Elecciones 2018: Colombia elige presidente

hace 9 mins
Por: José Roberto Acosta

La perjudicial revaluación

El emisor intenta moderarla, mas no detenerla. Paradójicamente es incentivada por el Gobierno.

Como casi todo en economía, la revaluación tiene dos caras, pero entre la mala y la buena para un país como Colombia, pesa más su efecto perjudicial, pues su aparato productivo necesita competir con precio primeramente y la revaluación termina encareciendo a ojos de la competencia extranjera los bienes y servicios producidos acá.

Y aunque entre los beneficios de un dólar bajo está el abaratamiento de las importaciones y menor costo de endeudarse en el exterior, la potencial destrucción de empleo que implica la pérdida de competitividad de nuestra producción es un elevado costo social en momentos como los actuales, en que el país es el de mayor tasa de desempleo abierto en América Latina.

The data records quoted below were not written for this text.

use crate::error::{AppError, AppResult};
use serde::{Deserialize, Serialize};
use std::env;

#[derive(Debug, Clone, Serialize, Deserialize)]
pub struct Config {
    pub server: ServerConfig,
    pub database: DatabaseConfig,
    pub jwt: JwtConfig,
    #[serde(default)]
    pub posts: PostsConfig,
}

#[derive(Debug, Clone, Serialize, Deserialize)]
pub struct ServerConfig {
    pub host: String,
    pub port: u16,
}

#[derive(Debug, Clone, Serialize, Deserialize)]
pub struct DatabaseConfig {
    pub url: String,
    pub max_connections: u32,
}

#[derive(Debug, Clone, Serialize, Deserialize)]
pub struct JwtConfig {
    pub secret: String,
    #[serde(default = "default_token_expires_in")]
    pub token_expires_in: i64, // seconds
}

/// 帖子编号生成与开奖操作的限制
#[derive(Debug, Clone, Serialize, Deserialize)]
pub struct PostsConfig {
    #[serde(default = "default_identifier_max_attempts")]
    pub identifier_max_attempts: u32,
    #[serde(default = "default_operation_timeout_secs")]
    pub operation_timeout_secs: u64,
}

impl Default for PostsConfig {
    fn default() -> Self {
        Self {
            identifier_max_attempts: default_identifier_max_attempts(),
            operation_timeout_secs: default_operation_timeout_secs(),
        }
    }
}

fn default_token_expires_in() -> i64 {
    7200
}

fn default_identifier_max_attempts() -> u32 {
    10_000
}

fn default_operation_timeout_secs() -> u64 {
    10
}

impl Config {
    pub fn from_toml() -> AppResult<Self> {
        let config_path = env::var("CONFIG_PATH").unwrap_or_else(|_| "config.toml".to_string());
        use std::io::ErrorKind;

        // 尝试读取配置文件，如果不存在则完全依赖环境变量
        let mut config: Config = match std::fs::read_to_string(&config_path) {
            Ok(config_str) => Self::parse(&config_str)?,
            Err(e) if e.kind() == ErrorKind::NotFound => Self::from_env_defaults()?,
            Err(e) => {
                return Err(AppError::ConfigError(format!(
                    "无法读取配置文件 {config_path}: {e}"
                )));
            }
        };

        // 环境变量覆盖（即便文件存在时也覆盖）
        config.apply_env_overrides();
        config.validate()?;
        Ok(config)
    }

    pub fn parse(config_str: &str) -> AppResult<Self> {
        toml::from_str(config_str)
            .map_err(|e| AppError::ConfigError(format!("解析配置文件失败: {e}")))
    }

    fn from_env_defaults() -> AppResult<Self> {
        // 数据库 URL 在无配置文件时必须提供
        let database_url = get_env("DATABASE_URL").ok_or_else(|| {
            AppError::ConfigError(
                "缺少 DATABASE_URL 环境变量，且未找到配置文件 config.toml".to_string(),
            )
        })?;

        Ok(Config {
            server: ServerConfig {
                host: get_env("SERVER_HOST").unwrap_or_else(|| "0.0.0.0".to_string()),
                port: get_env_parse("SERVER_PORT", 8080u16),
            },
            database: DatabaseConfig {
                url: database_url,
                max_connections: get_env_parse("DB_MAX_CONNECTIONS", 10u32),
            },
            jwt: JwtConfig {
                secret: get_env("JWT_SECRET")
                    .unwrap_or_else(|| "change-me-in-production".to_string()),
                token_expires_in: get_env_parse("JWT_EXPIRES_IN", default_token_expires_in()),
            },
            posts: PostsConfig::default(),
        })
    }

    fn apply_env_overrides(&mut self) {
        if let Ok(v) = env::var("SERVER_HOST") {
            self.server.host = v;
        }
        if let Ok(v) = env::var("SERVER_PORT")
            && let Ok(p) = v.parse()
        {
            self.server.port = p;
        }
        if let Ok(v) = env::var("DATABASE_URL") {
            self.database.url = v;
        }
        if let Ok(v) = env::var("DB_MAX_CONNECTIONS")
            && let Ok(mc) = v.parse()
        {
            self.database.max_connections = mc;
        }
        if let Ok(v) = env::var("JWT_SECRET") {
            self.jwt.secret = v;
        }
        if let Ok(v) = env::var("JWT_EXPIRES_IN")
            && let Ok(n) = v.parse()
        {
            self.jwt.token_expires_in = n;
        }
        if let Ok(v) = env::var("IDENTIFIER_MAX_ATTEMPTS")
            && let Ok(n) = v.parse()
        {
            self.posts.identifier_max_attempts = n;
        }
        if let Ok(v) = env::var("OPERATION_TIMEOUT_SECS")
            && let Ok(n) = v.parse()
        {
            self.posts.operation_timeout_secs = n;
        }
    }

    pub fn validate(&self) -> AppResult<()> {
        if self.posts.identifier_max_attempts == 0 {
            return Err(AppError::ConfigError(
                "posts.identifier_max_attempts must be at least 1".to_string(),
            ));
        }
        if self.posts.operation_timeout_secs == 0 {
            return Err(AppError::ConfigError(
                "posts.operation_timeout_secs must be at least 1".to_string(),
            ));
        }
        Ok(())
    }
}

fn get_env(name: &str) -> Option<String> {
    env::var(name).ok()
}

fn get_env_parse<T: std::str::FromStr>(name: &str, default: T) -> T {
    env::var(name)
        .ok()
        .and_then(|v| v.parse::<T>().ok())
        .unwrap_or(default)
}

#[cfg(test)]
mod tests {
    use super::*;

    const MINIMAL: &str = r#"
[server]
host = "127.0.0.1"
port = 9000

[database]
url = "postgres://localhost/hemung"
max_connections = 5

[jwt]
secret = "s3cret"
"#;

    #[test]
    fn test_parse_uses_post_defaults() {
        let config = Config::parse(MINIMAL).unwrap();
        assert_eq!(config.server.port, 9000);
        assert_eq!(config.jwt.token_expires_in, 7200);
        assert_eq!(config.posts.identifier_max_attempts, 10_000);
        assert_eq!(config.posts.operation_timeout_secs, 10);
        assert!(config.validate().is_ok());
    }

    #[test]
    fn test_zero_attempts_rejected() {
        let raw = format!("{MINIMAL}\n[posts]\nidentifier_max_attempts = 0\n");
        let config = Config::parse(&raw).unwrap();
        assert!(matches!(config.validate(), Err(AppError::ConfigError(_))));
    }

    #[test]
    fn test_invalid_toml_is_config_error() {
        assert!(matches!(
            Config::parse("[server\nhost="),
            Err(AppError::ConfigError(_))
        ));
    }
}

Pero si lo malo pesa más que lo bueno, ¿por qué no se evita revaluar el peso? Pues porque es una tendencia del mercado a nivel global, en la que la debilidad del dólar es promovida por el mismo gobierno norteamericano para mejorar sus exportaciones y salir de la recesión que tan duro golpeó su economía recientemente.

Además, la táctica de debilitar su moneda para favorecer su producción interna y bloquear las importaciones es usada también por países como China, al que se acusa de mantener artificialmente debilitada su moneda, la cual administra unilateralmente su gobierno sin permitir que su precio sea definido por el libre juego de los mercados.

En Colombia, el Banco de la República vuelve e intentar moderar, mas no detener, la revaluación, que paradójicamente es incentivada por permanentes entradas de divisas del mismo Gobierno para cubrir sus gastos internos, a las que suman las ventas de dólares por utilidades e inversión de Ecopetrol, evidenciando cómo el creciente desequilibrio fiscal que adolece nuestra economía incentiva este perjudicial proceso que destruye producción y mano de obra.

Adicionalmente, a diferencia de lo hecho cuatro años atrás, hoy no hay recursos con los cuales apoyar a sectores como flores y banano, que recibieron subsidios por casi $1,5 billones, con el compromiso de no despedir trabajadores.

Las compras diarias por US$20 millones que el Banco de la República se comprometió a subastar para el primer semestre no alcanzan a ser el 2% del volumen negociado en el mercado local y aunque queda abierta la posibilidad de convocar opciones de volatilidad que le permitirían entrar a comprar hasta US$180.000 millones, esto tampoco sirvió para detener una caída que llegó hasta $1.648 por dólar hace casi dos años, nivel en el que definitivamente varios sectores productivos ya no serían viables financieramente.

Aunque el tipo de cambio no debería ser la única variable de competitividad de nuestro sector productivo, en ningún país se desconoce su importancia para ampliar y diversificar mercados, sobre todo en el caso de Colombia, donde dependemos para exportar en alta proporción de dos países: Estados Unidos con un dólar débil y Venezuela, que devalúa cuando quiera su bolívar fuerte y tiene control de capitales. Y la diversificación se refiere no sólo a mercados, sino principalmente a productos y servicios, pues en Colombia se observa una concentración de inversión en sector petróleo, que además de no ser intensivo en mano de obra, sus ventas pueden aguantar cualquier precio de dólar.

Si en el país lo único viable cambiariamente son materias primas como petróleo y carbón, eso puede llevarnos a la temida enfermedad holandesa, la cual sufrió el país en los años 90 con el descubrimiento de los pozos de Cusiana y Cupiagua y que desencadenó, junto con otros factores, en la peor crisis económica que ha sufrido el país a finales del siglo pasado.

Lo único que justificaría la sostenida fortaleza del peso y compensaría sus efectos adversos sobre la competitividad interna, es que los niveles de productividad de nuestro aparato productivo mejoren; sin embargo, ni en investigación y desarrollo, ni en inversión en capital humano se observa grandes niveles o incentivos.

Nadie es más grande que el mercado y si los flujos siguen presionando el dólar a la baja, no hay banco central que valga, ni amenaza ministerial que los detenga, pues a los capitales golondrina no les interesa si nuestro modelo de desarrollo es viable o no, sino sólo buscar ganancia de corto plazo “porque en el largo plazo, todos estaremos muertos”.